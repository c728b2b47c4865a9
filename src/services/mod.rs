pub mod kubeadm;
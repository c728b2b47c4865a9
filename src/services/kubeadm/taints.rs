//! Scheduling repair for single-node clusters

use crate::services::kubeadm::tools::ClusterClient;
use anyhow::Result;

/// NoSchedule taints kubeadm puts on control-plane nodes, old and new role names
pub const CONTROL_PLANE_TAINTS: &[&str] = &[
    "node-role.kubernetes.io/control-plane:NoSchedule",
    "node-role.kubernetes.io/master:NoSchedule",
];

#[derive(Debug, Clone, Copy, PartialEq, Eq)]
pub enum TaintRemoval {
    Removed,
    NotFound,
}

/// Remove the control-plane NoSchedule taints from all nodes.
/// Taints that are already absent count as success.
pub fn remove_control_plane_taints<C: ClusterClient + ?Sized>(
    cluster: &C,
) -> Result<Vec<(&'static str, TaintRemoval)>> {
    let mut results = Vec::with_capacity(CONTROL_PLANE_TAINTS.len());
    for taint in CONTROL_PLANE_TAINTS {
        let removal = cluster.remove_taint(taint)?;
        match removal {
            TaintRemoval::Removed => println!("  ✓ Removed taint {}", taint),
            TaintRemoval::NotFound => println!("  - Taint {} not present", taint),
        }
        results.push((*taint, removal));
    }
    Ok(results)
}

◆ ◆ ◆

## [Brief]
Repeat the listing in its entirety, keeping each line as it is.

## [Output for this exercise]
repository c728b2b47c4865a9
filename src/services/mod.rs
pub mod kubeadm;
repository c728b2b47c4865a9
filename src/services/kubeadm/taints.rs
//! Scheduling repair for single-node clusters

use crate::services::kubeadm::tools::ClusterClient;
use anyhow::Result;

/// NoSchedule taints kubeadm puts on control-plane nodes, old and new role names
pub const CONTROL_PLANE_TAINTS: &[&str] = &[
    "node-role.kubernetes.io/control-plane:NoSchedule",
    "node-role.kubernetes.io/master:NoSchedule",
];

#[derive(Debug, Clone, Copy, PartialEq, Eq)]
pub enum TaintRemoval {
    Removed,
    NotFound,
}

/// Remove the control-plane NoSchedule taints from all nodes.
/// Taints that are already absent count as success.
pub fn remove_control_plane_taints<C: ClusterClient + ?Sized>(
    cluster: &C,
) -> Result<Vec<(&'static str, TaintRemoval)>> {
    let mut results = Vec::with_capacity(CONTROL_PLANE_TAINTS.len());
    for taint in CONTROL_PLANE_TAINTS {
        let removal = cluster.remove_taint(taint)?;
        match removal {
            TaintRemoval::Removed => println!("  ✓ Removed taint {}", taint),
            TaintRemoval::NotFound => println!("  - Taint {} not present", taint),
        }
        results.push((*taint, removal));
    }
    Ok(results)
}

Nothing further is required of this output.